La scelta di Facebook di dare più trasparenza alla pubblicità politica sui social è a sua volta una mossa politica di autoregolamentazione, che ci ricorda quanto i “signori del web” siano al momento sovrani che portano avanti la propria agenda senza un contro potere di bilanciamento.
Come diceva Rodotà, dobbiamo pensare ad una Costituzione per Internet, un “Internet Bill of Rights”, soprattutto nel nuovo scenario dove l’informazione e’ diventata merce e non più un passo intermedio verso la “conoscenza/saggezza”.

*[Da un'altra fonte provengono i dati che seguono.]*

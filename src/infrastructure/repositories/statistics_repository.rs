//! Read-only cross-entity rollups.
//!
//! Every metric is computed fresh from the store on each call; nothing
//! here mutates state or caches.

use std::collections::HashMap;

use sea_orm::{
    ColumnTrait, DatabaseConnection, EntityTrait, PaginatorTrait, QueryFilter, QuerySelect,
};
use serde::Serialize;

use crate::domain::DomainError;
use crate::models::customer::{self, Entity as Customer};
use crate::models::order::{self, Entity as Order};

#[derive(Debug, Clone, PartialEq, Serialize)]
pub struct CustomerTypeStats {
    pub customer_type: String,
    pub count: u64,
}

#[derive(Debug, Clone, PartialEq, Serialize)]
pub struct CustomerStats {
    pub total_customers: u64,
    pub active_customers: u64,
    pub inactive_customers: u64,
    pub total_orders: u64,
    pub total_revenue: f64,
    pub customer_type_breakdown: Vec<CustomerTypeStats>,
}

pub struct StatisticsRepository {
    db: DatabaseConnection,
}

impl StatisticsRepository {
    pub fn new(db: DatabaseConnection) -> Self {
        Self { db }
    }

    /// Count over all customers regardless of active state.
    pub async fn total_customers(&self) -> Result<u64, DomainError> {
        Ok(Customer::find().count(&self.db).await?)
    }

    pub async fn active_customers(&self) -> Result<u64, DomainError> {
        Ok(Customer::find()
            .filter(customer::Column::IsActive.eq(true))
            .count(&self.db)
            .await?)
    }

    /// Derived from one pair of reads, never queried separately, so it
    /// stays consistent with the other two counts.
    pub async fn inactive_customers(&self) -> Result<u64, DomainError> {
        let total = self.total_customers().await?;
        let active = self.active_customers().await?;
        Ok(total.saturating_sub(active))
    }

    pub async fn total_orders(&self) -> Result<u64, DomainError> {
        Ok(Order::find().count(&self.db).await?)
    }

    /// Sum of `total_amount` over all orders; 0 over zero rows.
    pub async fn total_revenue(&self) -> Result<f64, DomainError> {
        let total = Order::find()
            .select_only()
            .column_as(order::Column::TotalAmount.sum(), "total")
            .into_tuple::<Option<f64>>()
            .one(&self.db)
            .await?;

        Ok(total.flatten().unwrap_or(0.0))
    }

    /// Active customers grouped by type; rows without a type land in the
    /// "Unknown" bucket. Sorted count-descending, then by name, for
    /// deterministic output.
    pub async fn customer_type_breakdown(&self) -> Result<Vec<CustomerTypeStats>, DomainError> {
        let active = Customer::find()
            .filter(customer::Column::IsActive.eq(true))
            .all(&self.db)
            .await?;

        let mut buckets: HashMap<String, u64> = HashMap::new();
        for found in active {
            let key = found
                .customer_type
                .unwrap_or_else(|| "Unknown".to_owned());
            *buckets.entry(key).or_insert(0) += 1;
        }

        let mut breakdown: Vec<CustomerTypeStats> = buckets
            .into_iter()
            .map(|(customer_type, count)| CustomerTypeStats {
                customer_type,
                count,
            })
            .collect();

        breakdown.sort_by(|a, b| {
            b.count
                .cmp(&a.count)
                .then_with(|| a.customer_type.cmp(&b.customer_type))
        });

        Ok(breakdown)
    }

    /// One snapshot of every metric. Each field is fetched as an
    /// independent query, so the snapshot as a whole is not
    /// transactionally consistent under concurrent writes; accepted
    /// trade-off, `inactive` is still derived from its own pair of
    /// reads.
    pub async fn full_statistics(&self) -> Result<CustomerStats, DomainError> {
        let total_customers = self.total_customers().await?;
        let active_customers = self.active_customers().await?;

        Ok(CustomerStats {
            total_customers,
            active_customers,
            inactive_customers: total_customers.saturating_sub(active_customers),
            total_orders: self.total_orders().await?,
            total_revenue: self.total_revenue().await?,
            customer_type_breakdown: self.customer_type_breakdown().await?,
        })
    }
}
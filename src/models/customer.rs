use std::fmt;

use sea_orm::entity::prelude::*;
use serde::{Deserialize, Serialize};

#[derive(Clone, Debug, PartialEq, DeriveEntityModel, Serialize, Deserialize)]
#[sea_orm(table_name = "customers")]
pub struct Model {
    #[sea_orm(primary_key)]
    pub id: i32,
    pub first_name: String,
    pub last_name: String,
    pub email: String,
    pub phone: Option<String>,
    pub customer_type: Option<String>,
    pub notes: Option<String>,
    pub is_active: bool,
    pub created_at: String,
    pub updated_at: String,
}

#[derive(Copy, Clone, Debug, EnumIter, DeriveRelation)]
pub enum Relation {
    #[sea_orm(has_many = "super::address::Entity")]
    Address,
    #[sea_orm(has_many = "super::customer_order::Entity")]
    CustomerOrder,
}

impl Related<super::address::Entity> for Entity {
    fn to() -> RelationDef {
        Relation::Address.def()
    }
}

impl Related<super::customer_order::Entity> for Entity {
    fn to() -> RelationDef {
        Relation::CustomerOrder.def()
    }
}

impl ActiveModelBehavior for ActiveModel {}

/// Open customer-type enumeration backed by the `customer_type` column.
///
/// The column stays free text; unrecognized values round-trip through
/// `Other` unchanged.
#[derive(Debug, Clone, PartialEq, Eq, Serialize, Deserialize)]
#[serde(from = "String", into = "String")]
pub enum CustomerType {
    Individual,
    Business,
    Premium,
    Other(String),
}

impl CustomerType {
    pub fn as_str(&self) -> &str {
        match self {
            CustomerType::Individual => "Individual",
            CustomerType::Business => "Business",
            CustomerType::Premium => "Premium",
            CustomerType::Other(s) => s,
        }
    }
}

impl Default for CustomerType {
    fn default() -> Self {
        CustomerType::Individual
    }
}

impl From<String> for CustomerType {
    fn from(s: String) -> Self {
        match s.as_str() {
            "Individual" => CustomerType::Individual,
            "Business" => CustomerType::Business,
            "Premium" => CustomerType::Premium,
            _ => CustomerType::Other(s),
        }
    }
}

impl From<CustomerType> for String {
    fn from(t: CustomerType) -> Self {
        t.as_str().to_owned()
    }
}

impl fmt::Display for CustomerType {
    fn fmt(&self, f: &mut fmt::Formatter<'_>) -> fmt::Result {
        f.write_str(self.as_str())
    }
}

Ora vince il più forte, chi controlla i “silos” del cloud, chi riesce a spostare miliardi di dollari con un click, La rete ha aperto l’accesso alla conoscenza a chi ne era escluso, ma, senza una carta dei diritti fondamentali, ha aperto anche il controllo dall’alto dei più forti.
I social network fanno politica? Perché c’è ancora qualcuno che si illude della neutralità delle tecnologie? Ogni tecnologia incorpora dei valori, in questo caso il valore principale e’ quello di “attrarre” milioni di “eyeballs”.
Per la pubblicità, a qualsiasi costo, anche al costo di accettare milioni di dollari in cambio di una bella fetta di bandwidth/mindshare, anche al costo di pubblicare cose che una volta si leggevano solo sulle porte dei bagni delle stazioni.
Una volta chi gestiva le informazioni, es. giornalisti, aveva anche una deontologia professionale, era cosciente che aveva un ruolo fondamentale nella società.
Oggi, di quei giornalisti ne sono rimasti pochi, la maggior parte di coloro che gestiscono informazioni programma algoritmi per massimizzare solo il profitto.